Books about the Search for Extraterrestrial Life
The Eerie Silence: Are we Alone in the Universe? Author Paul Davies is a physics professor and popular science writer who has tackled a number of big questions during his prolific career. While topics of interest include biological evolution and Einstein’s theory of relativity, he has also given considerable reflection to the question of extraterrestrial life. In this latest book, he wonders why, after fifty years of pointing radio telescopes skywards, the SETI project has failed to detect a single verifiable signal from an alien civilization. Confronting that dilemma forms the basis for this highly engaging and thoughtful book. Far from being a pessimistic account, Davies is much more interested in exploring the wild possibilities for ET life that might make it harder for us to detect. While he doesn’t buy in to UFO theories, he explores a number of interesting science fiction concepts from Dyson Spheres to Bracewell Probes in his highly engaging discussion.

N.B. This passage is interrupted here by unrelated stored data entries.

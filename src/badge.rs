use crate::config::{
    BadgeConfig, DEFAULT_CANDIDATES, DEFAULT_SHOW, MAX_CANDIDATES, MAX_SHOW, MIN_CANDIDATES,
    MIN_SHOW,
};
use crate::error::{BadgeError, Result};
use crate::fanout::map_ordered_bounded;
use crate::github::GitHubClient;
use crate::models::RepoSummary;
use crate::ranking::{rank, select_candidates};
use crate::render::render_svg;
use std::time::Instant;
use tracing::{debug, info};

/// Raw query string of a badge request
#[derive(Debug, Default)]
pub struct BadgeQuery {
    pub username: Option<String>,
    pub user: Option<String>,
    pub limit: Option<String>,
    pub show: Option<String>,
}

impl BadgeQuery {
    /// Parses a URL query string. A repeated key keeps its first value and
    /// unknown keys are ignored, so no query string is ever rejected.
    pub fn parse(raw: Option<&str>) -> Self {
        let mut query = Self::default();

        for (key, value) in url::form_urlencoded::parse(raw.unwrap_or("").as_bytes()) {
            let slot = match key.as_ref() {
                "username" => &mut query.username,
                "user" => &mut query.user,
                "limit" => &mut query.limit,
                "show" => &mut query.show,
                _ => continue,
            };
            if slot.is_none() {
                *slot = Some(value.into_owned());
            }
        }

        query
    }
}

/// Badge parameters after defaults and clamping
#[derive(Debug, Clone, PartialEq, Eq)]
pub struct BadgeRequest {
    pub username: String,
    pub candidate_limit: usize,
    pub show: usize,
}

fn given(value: &Option<String>) -> Option<&str> {
    value
        .as_deref()
        .map(str::trim)
        .filter(|name| !name.is_empty())
}

fn clamped(raw: Option<&str>, default: usize, min: usize, max: usize) -> usize {
    match raw.and_then(|value| value.trim().parse::<i64>().ok()) {
        Some(value) => value.clamp(min as i64, max as i64) as usize,
        None => default,
    }
}

impl BadgeRequest {
    /// `limit` and `show` must be whole numbers; anything else, decimals
    /// included (`show=2.5`), falls back to the default rather than being
    /// truncated. Whole numbers outside the allowed range are clamped.
    pub fn from_query(query: &BadgeQuery, default_username: &str) -> Self {
        let username = given(&query.username)
            .or_else(|| given(&query.user))
            .unwrap_or(default_username)
            .to_string();

        Self {
            username,
            candidate_limit: clamped(
                query.limit.as_deref(),
                DEFAULT_CANDIDATES,
                MIN_CANDIDATES,
                MAX_CANDIDATES,
            ),
            show: clamped(query.show.as_deref(), DEFAULT_SHOW, MIN_SHOW, MAX_SHOW),
        }
    }
}

/// Builds badges from live GitHub data.
pub struct BadgeService {
    config: BadgeConfig,
    client: Option<GitHubClient>,
}

impl BadgeService {
    pub fn new(config: BadgeConfig) -> Result<Self> {
        let client = match &config.github_token {
            Some(token) => Some(GitHubClient::from_config(token.clone(), &config)?),
            None => None,
        };

        Ok(Self { config, client })
    }

    pub fn config(&self) -> &BadgeConfig {
        &self.config
    }

    pub fn has_token(&self) -> bool {
        self.client.is_some()
    }

    pub fn request_from_query(&self, query: &BadgeQuery) -> BadgeRequest {
        BadgeRequest::from_query(query, &self.config.default_username)
    }

    /// Ranked repositories of `request.username`, at most `request.show` of them.
    pub async fn top_repositories(&self, request: &BadgeRequest) -> Result<Vec<RepoSummary>> {
        let client = self
            .client
            .as_ref()
            .ok_or_else(|| BadgeError::MissingConfig("GITHUB_TOKEN".to_string()))?;
        let started = Instant::now();
        let owner = request.username.as_str();

        let identity = client.resolve_identity().await?;
        let include_private = identity
            .as_deref()
            .is_some_and(|login| login.eq_ignore_ascii_case(owner));
        debug!(owner, ?identity, include_private, "Resolved token identity");

        let repos = client
            .list_repositories(owner, include_private, self.config.max_pages)
            .await?;
        let listed = repos.len();
        let candidates = select_candidates(repos, request.candidate_limit);

        let policy = self.config.stats_retry;
        let summaries = map_ordered_bounded(candidates, self.config.concurrency, |repo| async move {
            let commits = client
                .commit_activity_total(&repo.owner.login, &repo.name, &policy)
                .await;
            RepoSummary {
                name: repo.name,
                commits,
                url: repo.html_url,
            }
        })
        .await;
        let candidates = summaries.len();

        let ranked = rank(summaries, request.show);
        info!(
            owner,
            listed,
            candidates,
            shown = ranked.len(),
            elapsed_ms = started.elapsed().as_millis() as u64,
            "Ranked repositories"
        );

        Ok(ranked)
    }

    pub async fn render_badge(&self, request: &BadgeRequest) -> Result<String> {
        let ranked = self.top_repositories(request).await?;
        Ok(render_svg(&request.username, &ranked))
    }
}
use clap::Parser;
use colored::*;
use repo_activity_badge::badge::BadgeService;
use repo_activity_badge::cli::Cli;
use repo_activity_badge::config::BadgeConfig;
use repo_activity_badge::server::{start_server, AppState};
use tracing::{info, warn};
use tracing_subscriber::EnvFilter;

#[tokio::main]
async fn main() -> anyhow::Result<()> {
    // Load .env file if it exists
    dotenv::dotenv().ok();

    tracing_subscriber::fmt()
        .with_env_filter(
            EnvFilter::try_from_default_env()
                .unwrap_or_else(|_| EnvFilter::new("info"))
        )
        .init();

    let cli = Cli::parse();
    let config = BadgeConfig::from(&cli);

    println!("{}", "Repo Activity Badge Server".bold().green());
    println!("{}\n", "=".repeat(50).dimmed());

    if config.github_token.is_none() {
        println!("{}", "GITHUB_TOKEN is not set: badge requests will fail with 500".yellow());
        warn!("Starting without a GitHub token");
    }

    info!(
        default_username = %config.default_username,
        api_base_url = %config.api_base_url,
        max_pages = config.max_pages,
        concurrency = config.concurrency,
        stats_attempts = config.stats_retry.max_attempts,
        "Configuration loaded"
    );

    let service = BadgeService::new(config)?;
    let state = AppState::new(service);

    println!("📡 Serving badges on http://{}/api/top-repos", cli.bind);
    println!("\nPress Ctrl+C to stop the server\n");

    let shutdown = async {
        if let Err(e) = tokio::signal::ctrl_c().await {
            warn!(error = %e, "Failed to listen for Ctrl+C");
            std::future::pending::<()>().await;
        }
        println!("\n🛑 Shutting down server...");
    };

    start_server(state, &cli.bind, shutdown).await?;

    println!("✅ Server stopped");

    Ok(())
}
#![allow(dead_code)]

use httpmock::MockServer;
use repo_activity_badge::config::BadgeConfig;
use repo_activity_badge::retry::RetryPolicy;
use serde_json::{json, Value};
use std::time::Duration;

pub const TEST_TOKEN: &str = "test_token";

/// Config pointing at a mock GitHub with fast retries
pub fn test_config(server: &MockServer, token: Option<&str>) -> BadgeConfig {
    BadgeConfig {
        github_token: token.map(str::to_string),
        default_username: "octocat".to_string(),
        api_base_url: server.base_url(),
        max_pages: 5,
        stats_retry: test_retry_policy(),
        concurrency: 4,
        request_timeout: Duration::from_secs(5),
        ..Default::default()
    }
}

/// Like [`test_config`], but requests give up after `timeout`
pub fn short_timeout_config(server: &MockServer, timeout: Duration) -> BadgeConfig {
    BadgeConfig {
        request_timeout: timeout,
        ..test_config(server, Some(TEST_TOKEN))
    }
}

pub fn test_retry_policy() -> RetryPolicy {
    RetryPolicy::new(3, Duration::from_millis(1))
}

/// A repository listing record the way GitHub returns it
pub fn repo_json(name: &str, owner: &str, fork: bool, stars: u32, pushed_at: &str) -> Value {
    json!({
        "id": 1,
        "name": name,
        "full_name": format!("{}/{}", owner, name),
        "owner": { "login": owner, "id": 2 },
        "private": false,
        "fork": fork,
        "stargazers_count": stars,
        "pushed_at": pushed_at,
        "html_url": format!("https://github.com/{}/{}", owner, name),
    })
}

/// A full listing page of `count` repositories named `{prefix}-{n}`
pub fn repo_page(prefix: &str, owner: &str, count: usize) -> Value {
    Value::Array(
        (0..count)
            .map(|n| repo_json(&format!("{}-{}", prefix, n), owner, false, 0, "2024-01-01T00:00:00Z"))
            .collect(),
    )
}

/// Commit activity payload with one bucket per weekly total
pub fn activity_json(totals: &[u64]) -> Value {
    Value::Array(
        totals
            .iter()
            .enumerate()
            .map(|(i, total)| {
                json!({
                    "week": 1_700_000_000 + i as u64 * 604_800,
                    "total": total,
                    "days": [0, 0, 0, 0, 0, 0, total],
                })
            })
            .collect(),
    )
}
use std::future::Future;
use std::time::Duration;
use tokio::time::sleep;
use tracing::debug;

/// Bounded attempts with a linearly growing pause between them.
#[derive(Debug, Clone, Copy, PartialEq, Eq)]
pub struct RetryPolicy {
    pub max_attempts: u32,
    pub base_delay: Duration,
}

impl RetryPolicy {
    pub fn new(max_attempts: u32, base_delay: Duration) -> Self {
        Self {
            max_attempts: max_attempts.max(1),
            base_delay,
        }
    }

    /// Pause taken after the given (1-based) failed attempt.
    pub fn delay_after(&self, attempt: u32) -> Duration {
        self.base_delay * attempt
    }
}

/// Terminal state of a retried operation.
#[derive(Debug)]
pub enum RetryOutcome<T, E> {
    Succeeded(T),
    /// A non-retryable error ended the loop.
    Failed(E),
    /// Every attempt came back retryable.
    Exhausted { attempts: u32, last_error: E },
}

/// Runs `op` until it succeeds, fails with an error `is_retryable` rejects,
/// or `policy.max_attempts` is used up. `op` receives the 1-based attempt number.
pub async fn retry_with_backoff<T, E, F, Fut, R>(
    policy: &RetryPolicy,
    mut op: F,
    is_retryable: R,
) -> RetryOutcome<T, E>
where
    F: FnMut(u32) -> Fut,
    Fut: Future<Output = std::result::Result<T, E>>,
    R: Fn(&E) -> bool,
{
    let max_attempts = policy.max_attempts.max(1);
    let mut attempt = 1;

    loop {
        match op(attempt).await {
            Ok(value) => return RetryOutcome::Succeeded(value),
            Err(e) if !is_retryable(&e) => return RetryOutcome::Failed(e),
            Err(e) if attempt >= max_attempts => {
                return RetryOutcome::Exhausted {
                    attempts: attempt,
                    last_error: e,
                }
            }
            Err(_) => {
                let delay = policy.delay_after(attempt);
                debug!(attempt, max_attempts, delay_ms = delay.as_millis() as u64, "Retrying");
                sleep(delay).await;
                attempt += 1;
            }
        }
    }
}
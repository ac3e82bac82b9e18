mod common;

use common::{
    activity_json, repo_json, repo_page, short_timeout_config, test_config, test_retry_policy,
    TEST_TOKEN,
};
use httpmock::prelude::*;
use repo_activity_badge::config::BadgeConfig;
use repo_activity_badge::error::BadgeError;
use repo_activity_badge::github::GitHubClient;
use serde_json::json;
use std::time::Duration;
use tokio_test::{assert_err, assert_ok};

fn client_for(server: &MockServer) -> GitHubClient {
    let config = test_config(server, Some(TEST_TOKEN));
    GitHubClient::from_config(TEST_TOKEN.to_string(), &config).expect("Failed to create client")
}

#[tokio::test]
async fn test_github_client_creation() {
    let client = GitHubClient::new("test_token".to_string());
    assert!(client.is_ok());
}

#[tokio::test]
async fn test_invalid_base_url() {
    let config = BadgeConfig {
        api_base_url: "not a url".to_string(),
        ..Default::default()
    };
    let result = GitHubClient::from_config("t".to_string(), &config);
    assert!(matches!(result, Err(BadgeError::InvalidUrl(_))));
}

#[tokio::test]
async fn test_resolve_identity_sends_token() {
    let server = MockServer::start_async().await;
    let user = server
        .mock_async(|when, then| {
            when.method(GET)
                .path("/user")
                .header("authorization", "Bearer test_token")
                .header("accept", "application/vnd.github+json");
            then.status(200).json_body(json!({ "login": "Octo", "id": 1 }));
        })
        .await;

    let identity = assert_ok!(client_for(&server).resolve_identity().await);

    user.assert_async().await;
    assert_eq!(identity.as_deref(), Some("Octo"));
}

#[tokio::test]
async fn test_unresolved_identity_is_anonymous() {
    let server = MockServer::start_async().await;
    server
        .mock_async(|when, then| {
            when.method(GET).path("/user");
            then.status(401).json_body(json!({ "message": "Bad credentials" }));
        })
        .await;

    let identity = assert_ok!(client_for(&server).resolve_identity().await);
    assert!(identity.is_none());
}

#[tokio::test]
async fn test_public_listing_stops_on_short_page() {
    let server = MockServer::start_async().await;
    let page1 = server
        .mock_async(|when, then| {
            when.method(GET)
                .path("/users/octo/repos")
                .query_param("page", "1")
                .query_param("per_page", "100");
            then.status(200).json_body(repo_page("one", "octo", 100));
        })
        .await;
    let page2 = server
        .mock_async(|when, then| {
            when.method(GET).path("/users/octo/repos").query_param("page", "2");
            then.status(200).json_body(repo_page("two", "octo", 3));
        })
        .await;
    let page3 = server
        .mock_async(|when, then| {
            when.method(GET).path("/users/octo/repos").query_param("page", "3");
            then.status(200).json_body(json!([]));
        })
        .await;

    let repos = assert_ok!(client_for(&server).list_repositories("octo", false, 10).await);

    page1.assert_async().await;
    page2.assert_async().await;
    page3.assert_hits_async(0).await;
    assert_eq!(repos.len(), 103);
}

#[tokio::test]
async fn test_listing_stops_on_empty_page() {
    let server = MockServer::start_async().await;
    server
        .mock_async(|when, then| {
            when.method(GET).path("/users/octo/repos").query_param("page", "1");
            then.status(200).json_body(repo_page("one", "octo", 100));
        })
        .await;
    let page2 = server
        .mock_async(|when, then| {
            when.method(GET).path("/users/octo/repos").query_param("page", "2");
            then.status(200).json_body(json!([]));
        })
        .await;

    let repos = assert_ok!(client_for(&server).list_repositories("octo", false, 10).await);

    page2.assert_async().await;
    assert_eq!(repos.len(), 100);
}

#[tokio::test]
async fn test_listing_respects_page_ceiling() {
    let server = MockServer::start_async().await;
    let pages = server
        .mock_async(|when, then| {
            when.method(GET).path("/users/octo/repos");
            then.status(200).json_body(repo_page("any", "octo", 100));
        })
        .await;

    let repos = assert_ok!(client_for(&server).list_repositories("octo", false, 2).await);

    pages.assert_hits_async(2).await;
    assert_eq!(repos.len(), 200);
}

#[tokio::test]
async fn test_listing_error_keeps_partial_results() {
    let server = MockServer::start_async().await;
    server
        .mock_async(|when, then| {
            when.method(GET).path("/users/octo/repos").query_param("page", "1");
            then.status(200).json_body(repo_page("one", "octo", 100));
        })
        .await;
    server
        .mock_async(|when, then| {
            when.method(GET).path("/users/octo/repos").query_param("page", "2");
            then.status(502).body("bad gateway");
        })
        .await;

    let repos = assert_ok!(client_for(&server).list_repositories("octo", false, 10).await);
    assert_eq!(repos.len(), 100);
}

#[tokio::test]
async fn test_listing_timeout_keeps_partial_results() {
    let server = MockServer::start_async().await;
    server
        .mock_async(|when, then| {
            when.method(GET).path("/users/octo/repos").query_param("page", "1");
            then.status(200).json_body(repo_page("one", "octo", 100));
        })
        .await;
    let slow = server
        .mock_async(|when, then| {
            when.method(GET).path("/users/octo/repos").query_param("page", "2");
            then.status(200)
                .delay(Duration::from_millis(1500))
                .json_body(repo_page("two", "octo", 100));
        })
        .await;
    let page3 = server
        .mock_async(|when, then| {
            when.method(GET).path("/users/octo/repos").query_param("page", "3");
            then.status(200).json_body(repo_page("three", "octo", 1));
        })
        .await;

    let config = short_timeout_config(&server, Duration::from_millis(200));
    let client = GitHubClient::from_config(TEST_TOKEN.to_string(), &config).unwrap();
    let repos = assert_ok!(client.list_repositories("octo", false, 10).await);

    slow.assert_async().await;
    page3.assert_hits_async(0).await;
    assert_eq!(repos.len(), 100);
}

#[tokio::test]
async fn test_listing_unreachable_api_is_empty() {
    // nothing listens on port 9 (discard) here, so every connection fails
    let config = BadgeConfig {
        api_base_url: "http://127.0.0.1:9".to_string(),
        request_timeout: Duration::from_secs(2),
        ..Default::default()
    };
    let client = GitHubClient::from_config(TEST_TOKEN.to_string(), &config).unwrap();

    let repos = assert_ok!(client.list_repositories("octo", false, 10).await);
    assert!(repos.is_empty());
}

#[tokio::test]
async fn test_listing_first_page_error_is_empty() {
    let server = MockServer::start_async().await;
    server
        .mock_async(|when, then| {
            when.method(GET).path("/users/ghost/repos");
            then.status(404).json_body(json!({ "message": "Not Found" }));
        })
        .await;

    let repos = assert_ok!(client_for(&server).list_repositories("ghost", false, 10).await);
    assert!(repos.is_empty());
}

#[tokio::test]
async fn test_own_listing_keeps_only_owned_repos() {
    let server = MockServer::start_async().await;
    let own = server
        .mock_async(|when, then| {
            when.method(GET)
                .path("/user/repos")
                .query_param("visibility", "all")
                .query_param("page", "1");
            then.status(200).json_body(json!([
                repo_json("mine", "Octo", false, 1, "2024-01-01T00:00:00Z"),
                repo_json("theirs", "some-org", false, 50, "2024-02-01T00:00:00Z"),
                repo_json("private-mine", "octo", false, 0, "2024-03-01T00:00:00Z"),
            ]));
        })
        .await;
    let public = server
        .mock_async(|when, then| {
            when.method(GET).path("/users/octo/repos");
            then.status(200).json_body(json!([]));
        })
        .await;

    let repos = assert_ok!(client_for(&server).list_repositories("octo", true, 10).await);

    own.assert_async().await;
    public.assert_hits_async(0).await;
    let names: Vec<&str> = repos.iter().map(|r| r.name.as_str()).collect();
    assert_eq!(names, vec!["mine", "private-mine"]);
}

#[tokio::test]
async fn test_undecodable_listing_is_an_error() {
    let server = MockServer::start_async().await;
    server
        .mock_async(|when, then| {
            when.method(GET).path("/users/octo/repos");
            then.status(200).body("<html>not json</html>");
        })
        .await;

    let error = assert_err!(client_for(&server).list_repositories("octo", false, 10).await);
    assert!(matches!(error, BadgeError::JsonError(_)));
}

#[tokio::test]
async fn test_commit_activity_sum() {
    let server = MockServer::start_async().await;
    let stats = server
        .mock_async(|when, then| {
            when.method(GET).path("/repos/octo/tool/stats/commit_activity");
            then.status(200).json_body(activity_json(&[1, 0, 4, 2]));
        })
        .await;

    let total = client_for(&server)
        .commit_activity_total("octo", "tool", &test_retry_policy())
        .await;

    stats.assert_async().await;
    assert_eq!(total, 7);
}

#[tokio::test]
async fn test_commit_activity_still_computing_counts_zero() {
    let server = MockServer::start_async().await;
    let stats = server
        .mock_async(|when, then| {
            when.method(GET).path("/repos/octo/slow/stats/commit_activity");
            then.status(202).json_body(json!({}));
        })
        .await;

    let policy = test_retry_policy();
    let total = client_for(&server)
        .commit_activity_total("octo", "slow", &policy)
        .await;

    assert_eq!(total, 0);
    stats.assert_hits_async(policy.max_attempts as usize).await;
}

#[tokio::test]
async fn test_commit_activity_definitive_failures_count_zero() {
    let server = MockServer::start_async().await;
    let missing = server
        .mock_async(|when, then| {
            when.method(GET).path("/repos/octo/gone/stats/commit_activity");
            then.status(404);
        })
        .await;
    let forbidden = server
        .mock_async(|when, then| {
            when.method(GET).path("/repos/octo/secret/stats/commit_activity");
            then.status(403).json_body(json!({ "message": "Forbidden" }));
        })
        .await;
    let empty = server
        .mock_async(|when, then| {
            when.method(GET).path("/repos/octo/empty/stats/commit_activity");
            then.status(204);
        })
        .await;

    let client = client_for(&server);
    let policy = test_retry_policy();

    assert_eq!(client.commit_activity_total("octo", "gone", &policy).await, 0);
    assert_eq!(client.commit_activity_total("octo", "secret", &policy).await, 0);
    assert_eq!(client.commit_activity_total("octo", "empty", &policy).await, 0);

    // definitive answers are never retried
    missing.assert_hits_async(1).await;
    forbidden.assert_hits_async(1).await;
    empty.assert_hits_async(1).await;
}

#[tokio::test]
async fn test_commit_activity_upstream_failures_count_zero() {
    let server = MockServer::start_async().await;
    let slow = server
        .mock_async(|when, then| {
            when.method(GET).path("/repos/octo/slow/stats/commit_activity");
            then.status(200)
                .delay(Duration::from_millis(1500))
                .json_body(activity_json(&[9]));
        })
        .await;
    let broken = server
        .mock_async(|when, then| {
            when.method(GET).path("/repos/octo/broken/stats/commit_activity");
            then.status(500).body("oops");
        })
        .await;
    let limited = server
        .mock_async(|when, then| {
            when.method(GET).path("/repos/octo/limited/stats/commit_activity");
            then.status(403)
                .header("X-RateLimit-Remaining", "0")
                .json_body(json!({ "message": "API rate limit exceeded" }));
        })
        .await;

    let config = short_timeout_config(&server, Duration::from_millis(200));
    let client = GitHubClient::from_config(TEST_TOKEN.to_string(), &config).unwrap();
    let policy = test_retry_policy();

    assert_eq!(client.commit_activity_total("octo", "slow", &policy).await, 0);
    assert_eq!(client.commit_activity_total("octo", "broken", &policy).await, 0);
    assert_eq!(client.commit_activity_total("octo", "limited", &policy).await, 0);

    // only "still computing" is retried
    slow.assert_hits_async(1).await;
    broken.assert_hits_async(1).await;
    limited.assert_hits_async(1).await;
}

#[tokio::test]
#[ignore = "Requires valid GitHub token"]
async fn test_live_commit_activity() {
    let token = std::env::var("GITHUB_TOKEN").expect("GITHUB_TOKEN not set");
    let client = GitHubClient::new(token).expect("Failed to create client");

    let repos = client
        .list_repositories("octocat", false, 1)
        .await
        .expect("Failed to list repositories");
    assert!(!repos.is_empty());
}
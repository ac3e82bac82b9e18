use crate::config::DEFAULT_USER_AGENT;
use clap::Parser;

#[derive(Parser, Debug)]
#[command(name = "repo-activity-badge")]
#[command(about = "Repo Activity Badge - Renders a user's most active GitHub repositories as SVG")]
#[command(version = "0.1.0")]
pub struct Cli {
    /// Address the HTTP server binds to
    #[arg(long, env = "BIND_ADDR", default_value = "0.0.0.0:3000")]
    pub bind: String,

    /// GitHub access token used for every upstream call
    #[arg(long, env = "GITHUB_TOKEN", hide_env_values = true)]
    pub github_token: Option<String>,

    /// Account rendered when the request names none
    #[arg(long, env = "DEFAULT_USERNAME", default_value = "octocat")]
    pub default_username: String,

    /// GitHub REST API base URL
    #[arg(long, env = "GITHUB_API_URL", default_value = "https://api.github.com")]
    pub api_base_url: String,

    /// User-Agent sent to GitHub
    #[arg(long, env = "GITHUB_USER_AGENT", default_value = DEFAULT_USER_AGENT)]
    pub user_agent: String,

    /// Maximum number of repository listing pages fetched per request
    #[arg(long, env = "MAX_PAGES", default_value_t = 10)]
    pub max_pages: u32,

    /// Attempts made against the commit-activity endpoint while it is still computing
    #[arg(long, env = "STATS_ATTEMPTS", default_value_t = 4)]
    pub stats_attempts: u32,

    /// Base backoff between commit-activity attempts, in milliseconds
    #[arg(long, env = "STATS_BACKOFF_MS", default_value_t = 750)]
    pub stats_backoff_ms: u64,

    /// Commit-activity requests in flight at once
    #[arg(long, env = "STATS_CONCURRENCY", default_value_t = 4)]
    pub concurrency: usize,

    /// Per-call upstream timeout, in milliseconds
    #[arg(long, env = "REQUEST_TIMEOUT_MS", default_value_t = 2500)]
    pub request_timeout_ms: u64,
}
use futures::stream::{self, StreamExt};
use std::future::Future;

/// Maps `f` over `items` with at most `parallelism` futures polled at once.
///
/// Results come back in input order whatever order the futures finish in.
pub async fn map_ordered_bounded<I, T, R, F, Fut>(items: I, parallelism: usize, f: F) -> Vec<R>
where
    I: IntoIterator<Item = T>,
    F: FnMut(T) -> Fut,
    Fut: Future<Output = R>,
{
    stream::iter(items)
        .map(f)
        .buffered(parallelism.max(1))
        .collect()
        .await
}
use crate::badge::{BadgeQuery, BadgeService};
use crate::error::{BadgeError, Result};
use crate::health::health_routes;
use axum::{
    extract::{RawQuery, State},
    http::{header, StatusCode},
    response::{IntoResponse, Response},
    routing::get,
    Router,
};
use std::future::Future;
use std::sync::Arc;
use std::time::Instant;
use tower_http::trace::TraceLayer;
use tracing::{error, info};

pub const SVG_CONTENT_TYPE: &str = "image/svg+xml; charset=utf-8";
const TEXT_CONTENT_TYPE: &str = "text/plain; charset=utf-8";

/// Application state shared by every route
#[derive(Clone)]
pub struct AppState {
    pub service: Arc<BadgeService>,
    pub start_time: Instant,
}

impl AppState {
    pub fn new(service: BadgeService) -> Self {
        Self {
            service: Arc::new(service),
            start_time: Instant::now(),
        }
    }
}

pub fn create_router(state: AppState) -> Router {
    Router::new()
        .route("/", get(top_repos))
        .route("/api/top-repos", get(top_repos))
        .merge(health_routes())
        .layer(TraceLayer::new_for_http())
        .with_state(state)
}

/// Serve the badge routes until `shutdown` resolves
pub async fn start_server<F>(
    state: AppState,
    addr: &str,
    shutdown: F,
) -> Result<()>
where
    F: Future<Output = ()> + Send + 'static,
{
    let app = create_router(state);
    let listener = tokio::net::TcpListener::bind(addr).await?;

    info!("Badge server listening on http://{}", addr);

    axum::serve(listener, app)
        .with_graceful_shutdown(shutdown)
        .await?;

    Ok(())
}

fn plain_error(message: String) -> Response {
    (
        StatusCode::INTERNAL_SERVER_ERROR,
        [(header::CONTENT_TYPE, TEXT_CONTENT_TYPE)],
        message,
    )
        .into_response()
}

/// The badge itself
async fn top_repos(State(state): State<AppState>, RawQuery(raw): RawQuery) -> Response {
    let query = BadgeQuery::parse(raw.as_deref());
    let request = state.service.request_from_query(&query);

    match state.service.render_badge(&request).await {
        Ok(svg) => (
            StatusCode::OK,
            [
                (header::CONTENT_TYPE, SVG_CONTENT_TYPE),
                (
                    header::CACHE_CONTROL,
                    state.service.config().cache_control.as_str(),
                ),
            ],
            svg,
        )
            .into_response(),
        Err(BadgeError::MissingConfig(name)) => {
            error!(missing = %name, "Badge requested without configuration");
            plain_error(format!("Missing {}", name))
        }
        Err(e) => {
            error!(username = %request.username, error = %e, "Failed to build badge");
            plain_error("Internal error".to_string())
        }
    }
}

What makes this book particularly successful is Davies highly accessible writing style and flair for introducing big ideas. Read full review | Buy on Amazon
Life in the Universe Lewis Dartnell delivers a thorough and challenging introduction to the exciting field of astrobiology. This book would make a superb introductory text for undergraduate courses, and will leave casual readers with the impression that they have learned something. Dealing mainly with theories of life formation on Earth and its possibility on other bodies in our own solar system, Dartnell’s book presents astrobiology as a legitimate science with clear theoretical foundations and methods of inquiry. The current theory, as espoused by Dartnell, is that there are some upper and lower limits on environmental conditions in which it is possible for any sort of life to exist. These are bounded by temperature, pressure, and acidity. The result is that we are more likely, according to Dartnell, to find extraterrestrial life in the ‘goldilocks zone’ of neighboring stars, where heat from the star is sufficient to allow for liquid water, central in Dartnell’s view to the formation of life. While he acknowledges that other sources of heat are possible, such as in gravitational interactions between moons and large planets, Dartnell’s book tries to stay as close to foundational biological “knowns” as possible. Not a book for provoking science fiction flights of fancy, but a good resource for those who want a serious account of the state of astrobiology. Read our Review | Buy on Amazon
UFOs and the National Security State Volume 1 Author Richard Dolan’s weighty account of early UFO lore in the United States is well worth a read by both believers and skeptics. Dolan’s rare ability to appeal to both audiences is a result of his careful attention to archival data and his scholarly, objective approach to the subject matter. This book, which covers the period from WWII to 1973, touches on every major UFO flap that occurred as well as many lesser-known cases. From the Foo Fighters of the second world war, through Roswell and related cases in New Mexico in the late 1940s, through the nascent Cold War and race to the Moon, the events detailed in this book provide an alternative snapshot of twentieth century history. The most interesting accounts deal with the official government response to the UFO phenomenon, revealing tremendous concern – sometimes bordering on panic – from government authorities. At the end of the book, we are left with the unsettling feeling that some of the most important history of the previous century remains classified.